La qualité de vie peut s'améliorer à mesure que le nombre de visites à la clinique diminue, tout comme le nombre d'injections de corticostéroïdes IL.
Aperçu de l'étude
Statut
Complété
Les conditions
Intervention / Traitement
Type d'étude
Interventionnel
Inscription (Réel)
14
Phase
- Phase 2
Contacts et emplacements
Cette section fournit les coordonnées de ceux qui mènent l'étude et des informations sur le lieu où cette étude est menée.
Lieux d'étude
-
-
Minnesota
-
Minneapolis, Minnesota, États-Unis, 55455
- University of Minnesota Department of Dermatology
-
-
Critères de participation
Les chercheurs recherchent des personnes qui correspondent à une certaine description, appelée critères d'éligibilité. Certains exemples de ces critères sont l'état de santé général d'une personne ou des traitements antérieurs.
Critère d'éligibilité
Âges éligibles pour étudier
18 ans et plus (Adulte, Adulte plus âgé)
Accepte les volontaires sains
Non
Sexes éligibles pour l'étude
Tout
La description
Critère d'intégration:
- Hommes et femmes de 18 ans et plus.
- Diagnostic de pelade au cours des deux dernières années avec atteinte étendue du cuir chevelu, entre 74% et 99%, la pelade doit impliquer les hémisphères gauche et droit du cuir chevelu.
- Disposé à s'abstenir d'utiliser des produits en vente libre et des produits sur ordonnance, autres que les médicaments à l'étude, qui peuvent favoriser la croissance des cheveux.
- Disposé à s'abstenir d'utiliser des médicaments anti-inflammatoires non stéroïdiens, de l'aspirine, de la verrue de Saint-Jean et de fortes doses de supplémentation en vitamine E.
- Les sujets sont capables de donner un consentement éclairé.
- Disposé à adhérer au protocole, y compris les examens du cuir chevelu et la photographie.
Critère d'exclusion:
- Allergie ou intolérance au Restylane® ou aux préparations d'hyaluronate
- Allergie ou intolérance à l'acétonide de triamcinolone, 10 mg/cc.
- Maladie sous-jacente qui pourrait être affectée négativement par Restylane® ou la triamcinolone (ex. patients souffrant de troubles hémorragiques).
- Patients immunodéprimés (antécédents de transplantation, cancer, chimiothérapie, splénectomie, VIH).
- Femelle gestante ou allaitante.
- Application d'un agent immunomodulateur ou immunosuppresseur topique au cours des 6 semaines précédentes.
- Administration systémique de corticostéroïdes ou d'un autre traitement systémique (c.-à-d. prednisone) qui a un mécanisme d'action immunomodulateur ou un autre mécanisme d'action immunosuppresseur, au cours des 8 semaines précédentes.
- Preuve clinique d'infection cutanée secondaire (c'est-à-dire folliculite).
- Autre maladie cutanée inflammatoire ou infectieuse pouvant interférer avec les évaluations au cours de l'étude.

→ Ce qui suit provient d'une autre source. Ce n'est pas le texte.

// crates/nostrust-cli/src/interactive.rs
//
// Prompt loop: score identities typed by the user against a finished ledger.

use std::io::{self, BufRead, Write};

use nostrust_core::{Identity, NameResolver, SocialGraphSource};
use nostrust_reputation::ranker::{format_entry, RankedEntry};
use nostrust_reputation::{Ledger, TrustEngine};

pub const PROMPT: &str = "Enter a npub to get its rating, or 'x' to exit: ";

/// Read keys from `input` until `x` or end of input, printing one rating line
/// per key. Keys that fail to decode are reported and the prompt repeats.
pub async fn run<S, R, I, W>(
    engine: &TrustEngine<S>,
    resolver: &R,
    ledger: &Ledger,
    mut input: I,
    out: &mut W,
    resolve_names: bool,
) -> io::Result<()>
where
    S: SocialGraphSource + ?Sized,
    R: NameResolver + ?Sized,
    I: BufRead,
    W: Write,
{
    let mut line = String::new();
    loop {
        write!(out, "{}", PROMPT)?;
        out.flush()?;

        line.clear();
        if input.read_line(&mut line)? == 0 {
            writeln!(out)?;
            return Ok(());
        }
        let typed = line.trim();
        if typed == "x" {
            return Ok(());
        }
        if typed.is_empty() {
            continue;
        }

        let identity: Identity = match typed.parse() {
            Ok(identity) => identity,
            Err(e) => {
                writeln!(out, "{}", e)?;
                continue;
            }
        };

        let score = engine.lookup(ledger, identity).await;
        let npub = identity.to_npub();
        let display_name = if resolve_names {
            Some(resolver.display_name(&identity).await)
        } else {
            None
        };
        let entry = RankedEntry {
            identity,
            npub,
            score,
            display_name,
        };
        writeln!(out, "{}", format_entry(&entry))?;
    }
}

#[cfg(test)]
mod tests {
    use super::*;
    use std::io::Cursor;
    use std::sync::Arc;

    use nostrust_core::{EngineConfig, MemoryGraph};

    fn id(n: u8) -> Identity {
        Identity::from_bytes([n; 32])
    }

    async fn session(graph: MemoryGraph, seed: Identity, typed: &str, names: bool) -> String {
        let graph = Arc::new(graph);
        let engine = TrustEngine::new(EngineConfig::default(), graph.clone()).unwrap();
        let ledger = engine.run(seed).await.unwrap();
        let mut out = Vec::new();
        run(&engine, graph.as_ref(), &ledger, Cursor::new(typed.to_string()), &mut out, names)
            .await
            .unwrap();
        String::from_utf8(out).unwrap()
    }

    #[tokio::test]
    async fn looks_up_until_exit() {
        let graph = MemoryGraph::new()
            .with_follows(id(1), [id(2)])
            .with_name(id(2), "bob");
        let typed = format!("{}\nx\n{}\n", id(2).to_npub(), id(1).to_npub());
        let out = session(graph, id(1), &typed, true).await;

        assert!(out.contains(&format!("{}  1.0000000000  bob\n", id(2).to_npub())));
        // Nothing after "x" is looked up.
        assert_eq!(out.matches(PROMPT).count(), 2);
    }

    #[tokio::test]
    async fn accepts_hex_and_reports_unscored_as_zero() {
        let out = session(MemoryGraph::new(), id(1), &format!("{}\nx\n", id(9).to_hex()), false).await;
        let npub = id(9).to_npub();
        assert!(out.contains(&format!("{}  0.0000000000  {}\n", npub, npub)));
    }

    #[tokio::test]
    async fn invalid_input_reprompts() {
        let out = session(MemoryGraph::new(), id(1), "npub1nonsense\n\nx\n", false).await;
        assert!(out.contains("Invalid identity"));
        assert_eq!(out.matches(PROMPT).count(), 3);
    }

    #[tokio::test]
    async fn end_of_input_exits() {
        let out = session(MemoryGraph::new(), id(1), "", false).await;
        assert_eq!(out, format!("{}\n", PROMPT));
    }

    #[tokio::test]
    async fn lookups_include_untrusted_reports() {
        let graph = MemoryGraph::new()
            .with_follows(id(1), [id(2)])
            .with_reports(id(50), [id(2)]);
        let out = session(graph, id(1), &format!("{}\nx\n", id(2).to_hex()), false).await;
        assert!(out.contains("  0.9999990000  "));
    }
}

- Médicaments expérimentaux au cours des 30 derniers jours.
- Patients prédisposés à la formation de chéloïdes.
- Allergies graves se manifestant par des antécédents d'anaphylaxie, ou des antécédents ou la présence de plusieurs allergies graves
- Patients allergiques aux protéines bactériennes à Gram positif
- Impossible de donner son consentement.
Plan d'étude
Cette section fournit des détails sur le plan d'étude, y compris la façon dont l'étude est conçue et ce que l'étude mesure.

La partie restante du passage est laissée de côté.